I am reposting this article because I have received some interesting and helpful comments. Why? Because applying for disability income benefits, whether short term or permanent, can be a very complicated and time consuming process. Contrary to what some people think, such support is not automatic just because a person has a disability. It is only for people with disabilities who ALSO have a financial need. In other words, if one spouse has a disability and the other is working, it is unlikely the one with the disability would be eligible for any government support.
Although each Canadian province has their own set regulations and procedures, provincial eligibility is fairly consistent. In Ontario the program is called The Ontario Disability Support Program (ODSP). It has both employment and income supports. To qualify for ODSP:
- A person must have a verified physical or mental disability that is expected to last at least one year or more;
- The disability makes it very difficult for the person to take care of themselves or participate in their community;
- The person must be financially eligible;
- The person must be 18 years of age or older; and
- The person must be a resident of the province where they are applying.

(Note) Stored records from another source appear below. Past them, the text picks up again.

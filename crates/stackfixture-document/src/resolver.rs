//! Variable resolution over raw document text.
//!
//! Two token families are recognised:
//! - `${self:<path>}` is replaced by the value found at `<path>` in the
//!   document itself. Unknown paths leave the token in place.
//! - `${env:<NAME>}` and `${env:<NAME>, <default>}` are removed outright,
//!   default included. No live environment is consulted.
//!
//! Paths are dot-separated mapping keys. They are looked up structurally and
//! never evaluated.

use std::sync::LazyLock;

use regex::{Captures, Regex};
use serde_yaml::Value;
use stackfixture_common::constants::MAX_RESOLUTION_PASSES;
use stackfixture_common::error::{FixtureError, Result};

#[allow(clippy::expect_used)]
static SELF_TOKEN: LazyLock<Regex> = LazyLock::new(|| {
    Regex::new(r"\$\{self:([A-Za-z0-9_\-]+(?:\.[A-Za-z0-9_\-]+)*)\}")
        .expect("self token pattern is a valid literal")
});

#[allow(clippy::expect_used)]
static ENV_TOKEN_HEAD: LazyLock<Regex> = LazyLock::new(|| {
    Regex::new(r"\$\{env:[A-Za-z0-9_.\-]+").expect("env token pattern is a valid literal")
});

/// Removes every env-reference token, including any default fragment.
///
/// A default may itself hold tokens such as `${self:...}`; braces are
/// matched so the whole default goes with the token. A token whose closing
/// brace is not found on the same line is left as text.
#[must_use]
pub fn strip_env(text: &str) -> String {
    let mut stripped = String::with_capacity(text.len());
    let mut rest = text;
    while let Some(head) = ENV_TOKEN_HEAD.find(rest) {
        let tail = &rest[head.end()..];
        if let Some(len) = env_token_tail(tail) {
            stripped.push_str(&rest[..head.start()]);
            rest = &tail[len..];
        } else {
            stripped.push_str(&rest[..head.end()]);
            rest = tail;
        }
    }
    stripped.push_str(rest);
    stripped
}

/// Byte length of an env token after its name, up to and including the
/// closing brace.
fn env_token_tail(tail: &str) -> Option<usize> {
    let trimmed = tail.trim_start_matches([' ', '\t']);
    let offset = tail.len() - trimmed.len();
    if trimmed.starts_with('}') {
        return Some(offset + 1);
    }
    if !trimmed.starts_with(',') {
        return None;
    }
    let mut depth = 0_usize;
    for (index, c) in trimmed.char_indices().skip(1) {
        match c {
            '{' => depth += 1,
            '}' if depth == 0 => return Some(offset + index + 1),
            '}' => depth -= 1,
            '\n' => return None,
            _ => {}
        }
    }
    None
}

/// Resolves self-references until the text reaches a fixed point.
///
/// Each pass parses the current text, then replaces every token whose path
/// exists with the value's canonical string form. A value may itself contain
/// tokens; those are picked up by the next pass. Resolution stops when a
/// pass changes nothing or after [`MAX_RESOLUTION_PASSES`] passes.
///
/// # Errors
///
/// Returns [`FixtureError::MalformedDocument`] if the text contains tokens
/// but does not parse as a mapping.
pub fn resolve_self(text: &str) -> Result<String> {
    let mut current = text.to_owned();
    for pass in 0..MAX_RESOLUTION_PASSES {
        if !SELF_TOKEN.is_match(&current) {
            return Ok(current);
        }
        let document = parse_mapping(&current)?;
        let next = substitute_self(&current, &document);
        if next == current {
            return Ok(current);
        }
        tracing::trace!(pass, "self references substituted");
        current = next;
    }
    tracing::warn!(
        passes = MAX_RESOLUTION_PASSES,
        "self references did not settle; leaving remaining tokens as text"
    );
    Ok(current)
}

/// Performs one substitution pass of self-references against `document`.
///
/// Tokens whose path cannot be found are kept verbatim.
#[must_use]
pub fn substitute_self(text: &str, document: &Value) -> String {
    SELF_TOKEN
        .replace_all(text, |caps: &Captures<'_>| {
            lookup(document, &caps[1])
                .and_then(canonical_string)
                .unwrap_or_else(|| {
                    tracing::debug!(path = &caps[1], "unresolved self reference left in place");
                    caps[0].to_owned()
                })
        })
        .into_owned()
}

/// Steps through nested mappings along a dot-separated path.
#[must_use]
pub fn lookup<'a>(document: &'a Value, path: &str) -> Option<&'a Value> {
    path.split('.').try_fold(document, |node, segment| match node {
        Value::Mapping(mapping) => mapping.get(segment),
        _ => None,
    })
}

/// Renders a value the way it is substituted into text.
///
/// Scalars use their plain form (`null` for null). Sequences and mappings
/// become compact JSON, which is also a YAML flow collection. Returns `None`
/// for collections JSON cannot express, such as non-string mapping keys.
#[must_use]
pub fn canonical_string(value: &Value) -> Option<String> {
    match value {
        Value::String(s) => Some(s.clone()),
        Value::Number(n) => Some(n.to_string()),
        Value::Bool(b) => Some(b.to_string()),
        Value::Null => Some("null".to_owned()),
        Value::Sequence(_) | Value::Mapping(_) | Value::Tagged(_) => {
            serde_json::to_string(value).ok()
        }
    }
}

/// Strips every character outside `[A-Za-z0-9._-]`.
///
/// Applied to values used as resource names or exported as environment
/// variables when they may hold unevaluated expression residue.
#[must_use]
pub fn sanitize_identifier(value: &str) -> String {
    value
        .chars()
        .filter(|c| c.is_ascii_alphanumeric() || matches!(c, '.' | '_' | '-'))
        .collect()
}

/// Canonical string form of `value`, sanitized unless it already is a string.
#[must_use]
pub fn identifier_from(value: &Value) -> Option<String> {
    match value {
        Value::String(s) => Some(sanitize_identifier(s)),
        other => canonical_string(other).map(|s| sanitize_identifier(&s)),
    }
}

/// Parses text as a YAML document whose root is a mapping.
///
/// # Errors
///
/// Returns [`FixtureError::MalformedDocument`] if the text is not valid YAML
/// or its root is not a mapping.
pub fn parse_mapping(text: &str) -> Result<Value> {
    let value: Value = serde_yaml::from_str(text).map_err(|e| FixtureError::MalformedDocument {
        message: e.to_string(),
    })?;
    match value {
        Value::Mapping(_) => Ok(value),
        Value::Null => Err(FixtureError::MalformedDocument {
            message: "document is empty".into(),
        }),
        _ => Err(FixtureError::MalformedDocument {
            message: "document root is not a mapping".into(),
        }),
    }
}
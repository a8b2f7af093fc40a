//! Formatted output helpers for CLI commands.

/// Prints a title underlined with a double rule of the same width.
pub fn print_heading(title: &str) {
    println!("{title}");
    println!("{}", rule(title.chars().count()));
    println!();
}

/// A double horizontal rule `width` characters wide.
#[must_use]
pub fn rule(width: usize) -> String {
    "\u{2550}".repeat(width)
}

/// `count` followed by `noun`, pluralized with a trailing `s`.
#[must_use]
pub fn count_of(count: usize, noun: &str) -> String {
    if count == 1 {
        format!("{count} {noun}")
    } else {
        format!("{count} {noun}s")
    }
}
//! Object bucket mock (`s3`).
//!
//! Buckets keep a version history per key. Unversioned buckets hold a single
//! version with id `null` that is overwritten in place. A bucket can only be
//! deleted once every version and delete marker is gone.

use std::collections::BTreeMap;

use chrono::{DateTime, Utc};
use stackfixture_common::error::BackendError;
use uuid::Uuid;

use crate::service::Service;

const SERVICE: &str = "s3";
const NULL_VERSION: &str = "null";

/// Parameters of `CreateBucket`.
#[derive(Debug, Clone, Default, PartialEq, Eq)]
pub struct CreateBucketInput {
    /// Bucket name.
    pub bucket: String,
    /// Canned ACL, e.g. `Private`.
    pub acl: Option<String>,
    /// Resource tags.
    pub tags: BTreeMap<String, String>,
}

/// Versioning state of a bucket.
#[derive(Debug, Clone, Copy, PartialEq, Eq)]
pub enum VersioningStatus {
    /// New writes create new versions.
    Enabled,
    /// Versioning was enabled once and is now paused.
    Suspended,
}

/// One entry of `ListObjectVersions`.
#[derive(Debug, Clone, PartialEq, Eq)]
pub struct ObjectVersion {
    /// Object key.
    pub key: String,
    /// Version id (`null` for unversioned writes).
    pub version_id: String,
    /// Whether this entry is a delete marker.
    pub is_delete_marker: bool,
    /// Whether this is the newest entry for the key.
    pub is_latest: bool,
}

#[derive(Debug)]
struct StoredVersion {
    version_id: String,
    body: Option<Vec<u8>>,
    last_modified: DateTime<Utc>,
}

#[derive(Debug)]
struct Bucket {
    acl: Option<String>,
    tags: BTreeMap<String, String>,
    versioning: Option<VersioningStatus>,
    objects: BTreeMap<String, Vec<StoredVersion>>,
}

/// Mocked object storage service.
#[derive(Debug, Clone)]
pub struct S3 {
    service: Service<BTreeMap<String, Bucket>>,
}

impl S3 {
    pub(crate) fn new() -> Self {
        Self {
            service: Service::new(SERVICE),
        }
    }

    /// Activates the service. Returns `false` if it was already active.
    pub fn activate(&self) -> bool {
        self.service.start()
    }

    /// Deactivates the service, discarding every bucket and object.
    pub fn deactivate(&self) {
        self.service.stop();
    }

    /// Returns whether the service is active.
    pub fn is_active(&self) -> bool {
        self.service.is_active()
    }

    /// Creates a bucket.
    ///
    /// # Errors
    ///
    /// Returns an error if the name is empty or already taken.
    pub fn create_bucket(&self, input: CreateBucketInput) -> Result<(), BackendError> {
        if input.bucket.is_empty() {
            return Err(BackendError::Validation {
                service: SERVICE,
                message: "bucket name must not be empty".into(),
            });
        }
        self.service.with(|buckets| {
            if buckets.contains_key(&input.bucket) {
                return Err(BackendError::AlreadyExists {
                    service: SERVICE,
                    kind: "bucket",
                    id: input.bucket,
                });
            }
            let _ = buckets.insert(
                input.bucket,
                Bucket {
                    acl: input.acl,
                    tags: input.tags,
                    versioning: None,
                    objects: BTreeMap::new(),
                },
            );
            Ok(())
        })
    }

    /// Checks that a bucket exists.
    ///
    /// # Errors
    ///
    /// Returns [`BackendError::NotFound`] if it does not.
    pub fn head_bucket(&self, bucket: &str) -> Result<(), BackendError> {
        self.service.with(|buckets| lookup(buckets, bucket).map(|_| ()))
    }

    /// Lists bucket names.
    ///
    /// # Errors
    ///
    /// Returns an error if the service is inactive.
    pub fn list_buckets(&self) -> Result<Vec<String>, BackendError> {
        self.service.with(|buckets| Ok(buckets.keys().cloned().collect()))
    }

    /// Returns a bucket's canned ACL and tags.
    ///
    /// # Errors
    ///
    /// Returns [`BackendError::NotFound`] if the bucket does not exist.
    pub fn bucket_metadata(
        &self,
        bucket: &str,
    ) -> Result<(Option<String>, BTreeMap<String, String>), BackendError> {
        self.service.with(|buckets| {
            let found = lookup(buckets, bucket)?;
            Ok((found.acl.clone(), found.tags.clone()))
        })
    }

    /// Enables or suspends versioning.
    ///
    /// # Errors
    ///
    /// Returns [`BackendError::NotFound`] if the bucket does not exist.
    pub fn put_bucket_versioning(&self, bucket: &str, enabled: bool) -> Result<(), BackendError> {
        self.service.with(|buckets| {
            let found = lookup_mut(buckets, bucket)?;
            found.versioning = Some(if enabled {
                VersioningStatus::Enabled
            } else {
                VersioningStatus::Suspended
            });
            Ok(())
        })
    }

    /// Returns the versioning state; `None` if never configured.
    ///
    /// # Errors
    ///
    /// Returns [`BackendError::NotFound`] if the bucket does not exist.
    pub fn get_bucket_versioning(&self, bucket: &str) -> Result<Option<VersioningStatus>, BackendError> {
        self.service.with(|buckets| Ok(lookup(buckets, bucket)?.versioning))
    }

    /// Writes an object and returns the new version id.
    ///
    /// # Errors
    ///
    /// Returns [`BackendError::NotFound`] if the bucket does not exist.
    pub fn put_object(
        &self,
        bucket: &str,
        key: &str,
        body: impl Into<Vec<u8>>,
    ) -> Result<String, BackendError> {
        let body = body.into();
        self.service.with(|buckets| {
            let found = lookup_mut(buckets, bucket)?;
            Ok(found.push_version(key, Some(body)))
        })
    }

    /// Reads the latest version of an object.
    ///
    /// # Errors
    ///
    /// Returns [`BackendError::NotFound`] if the bucket or key does not
    /// exist, or the latest version is a delete marker.
    pub fn get_object(&self, bucket: &str, key: &str) -> Result<Vec<u8>, BackendError> {
        self.service.with(|buckets| {
            lookup(buckets, bucket)?
                .objects
                .get(key)
                .and_then(|versions| versions.last())
                .and_then(|latest| latest.body.clone())
                .ok_or_else(|| BackendError::NotFound {
                    service: SERVICE,
                    kind: "object",
                    id: format!("{bucket}/{key}"),
                })
        })
    }

    /// Deletes an object. Versioned buckets receive a delete marker instead.
    ///
    /// # Errors
    ///
    /// Returns [`BackendError::NotFound`] if the bucket does not exist.
    pub fn delete_object(&self, bucket: &str, key: &str) -> Result<(), BackendError> {
        self.service.with(|buckets| {
            let found = lookup_mut(buckets, bucket)?;
            if found.versioning.is_some() {
                let _ = found.push_version(key, None);
            } else {
                let _ = found.objects.remove(key);
            }
            Ok(())
        })
    }

    /// Lists every stored version and delete marker, oldest first per key.
    ///
    /// # Errors
    ///
    /// Returns [`BackendError::NotFound`] if the bucket does not exist.
    pub fn list_object_versions(&self, bucket: &str) -> Result<Vec<ObjectVersion>, BackendError> {
        self.service.with(|buckets| {
            let found = lookup(buckets, bucket)?;
            let mut listed = Vec::new();
            for (key, versions) in &found.objects {
                let newest = versions.len().saturating_sub(1);
                for (index, version) in versions.iter().enumerate() {
                    listed.push(ObjectVersion {
                        key: key.clone(),
                        version_id: version.version_id.clone(),
                        is_delete_marker: version.body.is_none(),
                        is_latest: index == newest,
                    });
                }
            }
            Ok(listed)
        })
    }

    /// Permanently removes one version or delete marker.
    ///
    /// # Errors
    ///
    /// Returns [`BackendError::NotFound`] if the bucket, key, or version does
    /// not exist.
    pub fn delete_object_version(
        &self,
        bucket: &str,
        key: &str,
        version_id: &str,
    ) -> Result<(), BackendError> {
        self.service.with(|buckets| {
            let found = lookup_mut(buckets, bucket)?;
            let missing = || BackendError::NotFound {
                service: SERVICE,
                kind: "object version",
                id: format!("{bucket}/{key}?versionId={version_id}"),
            };
            let versions = found.objects.get_mut(key).ok_or_else(missing)?;
            let position = versions
                .iter()
                .position(|v| v.version_id == version_id)
                .ok_or_else(missing)?;
            let removed = versions.remove(position);
            tracing::trace!(bucket, key, version_id, modified = %removed.last_modified, "object version removed");
            if versions.is_empty() {
                let _ = found.objects.remove(key);
            }
            Ok(())
        })
    }

    /// Deletes an empty bucket.
    ///
    /// # Errors
    ///
    /// Returns [`BackendError::BucketNotEmpty`] if any version or delete
    /// marker remains, or [`BackendError::NotFound`] if it does not exist.
    pub fn delete_bucket(&self, bucket: &str) -> Result<(), BackendError> {
        self.service.with(|buckets| {
            if !lookup(buckets, bucket)?.objects.is_empty() {
                return Err(BackendError::BucketNotEmpty {
                    bucket: bucket.to_owned(),
                });
            }
            let _ = buckets.remove(bucket);
            Ok(())
        })
    }
}

impl Bucket {
    fn push_version(&mut self, key: &str, body: Option<Vec<u8>>) -> String {
        let versions = self.objects.entry(key.to_owned()).or_default();
        let version_id = if self.versioning == Some(VersioningStatus::Enabled) {
            Uuid::new_v4().simple().to_string()
        } else {
            versions.retain(|v| v.version_id != NULL_VERSION);
            NULL_VERSION.to_owned()
        };
        versions.push(StoredVersion {
            version_id: version_id.clone(),
            body,
            last_modified: Utc::now(),
        });
        version_id
    }
}

fn lookup<'a>(buckets: &'a BTreeMap<String, Bucket>, name: &str) -> Result<&'a Bucket, BackendError> {
    buckets.get(name).ok_or_else(|| not_found(name))
}

fn lookup_mut<'a>(
    buckets: &'a mut BTreeMap<String, Bucket>,
    name: &str,
) -> Result<&'a mut Bucket, BackendError> {
    buckets.get_mut(name).ok_or_else(|| not_found(name))
}

fn not_found(name: &str) -> BackendError {
    BackendError::NotFound {
        service: SERVICE,
        kind: "bucket",
        id: name.to_owned(),
    }
}
//! # stackfixture-mock
//!
//! In-memory analogs of the cloud services that declared resources map to.
//!
//! Every service is activated and deactivated independently through a
//! [`MockCloud`] handle. Handles are cheap to clone and share state, so a
//! test and the lifecycle handlers can observe the same resources.

#![cfg_attr(test, allow(clippy::expect_used, clippy::unwrap_used, clippy::panic))]

pub mod cloud;
pub mod dynamodb;
pub mod kms;
pub mod s3;
mod service;
pub mod sns;
pub mod sqs;

use serde::{Deserialize, Serialize};

pub use crate::cloud::MockCloud;

/// A `Key`/`Value` resource tag as declared in templates.
#[derive(Debug, Clone, PartialEq, Eq, Serialize, Deserialize)]
#[serde(rename_all = "PascalCase")]
pub struct Tag {
    /// Tag key.
    pub key: String,
    /// Tag value.
    pub value: String,
}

There are other circumstances where a person may qualify for financial aid as well, such as if they are 65 years of age but don’t qualify for Old Age Security; they live in a psychiatric facility; and/or are about to turn 18 and, in Ontario at least, currently get a benefit called the “Assistance for Children With Severe Disabilities Benefit.”
In addition, readers who have contributed to the Canada Pension Plan will have to check out eligibility for that disability program here because if people “are” eligible for a CPP disability pension, they will not likely be eligible for ODSP benefits — although partial benefits may be possible. As well, of course, there are also a number of insurance plans that cover disability and loss of work benefits. Each such policy would have to be checked for eligibility criteria.
Whatever the case, when applying for ODSP, there is a package that must be completed called the Disability Determination Package (DDP). This package is key to acceptance and should be done VERY carefully. There are three parts to the package:
- The Health Status Report and Activities of Daily Living Index. A variety of people need to fill out this form and it should be done in detail.
- The second part of the package is the “Medical Consent Form” which must be signed so that the applicant’s doctor or medical professional has permission to release medical information.
- The final component is the “Self Report.” And, like the Health Status Report and Daily Living Index, this should be done in detail and carefully. If the applicant is not able to compose and write it themselves, someone should help them. Remember the Disability Adjudication Unit (DAU) doesn’t know the applicant and has to completely rely on what is supplied to them to make a decision.
Yet, even after all this process is completed satisfactorily and the person is deemed eligible, the applicant must still disclose all their assets and expenses. Sometimes this is done by phone, other times there is a form to be filled out. The reason it has to be done on a regular basis is because financial or disability circumstances can change. But, whenever this review is completed, it must be done accurately. It is an offense to do otherwise and it could mean benefits never starting or, if already started, being cut off.
What the income and expenses review involves is declaring every single asset the person has, including money in the bank. However, applicants are allowed up to a total of $100,000 of inheritance income plus a certain amount of that income allowed annually (e.g., $5000.00 for a single person). Here is a good source for those types of details.
While applying for disability benefits is a long and complicated process, the time taken can be speeded up when everything is completed thoroughly the first time around.
Note: Right now in Ontario, the monthly support for a single disabled person is $957.90 plus a drug card and certain other benefits (like dental and glasses). For a married couple who are both disabled with no other source of income, the monthly income, plus the same drug and other benefits, is just over $1600.00. Clearly, the topic of another article, it is clearly not enough for a single or married couple with disabilities to live on over a long period of time.
H/T to Jack at Jack’s Newswatch for CPP link and to Louise M. re the fact that anyone who has contributed to CPP must first apply there before ODSP.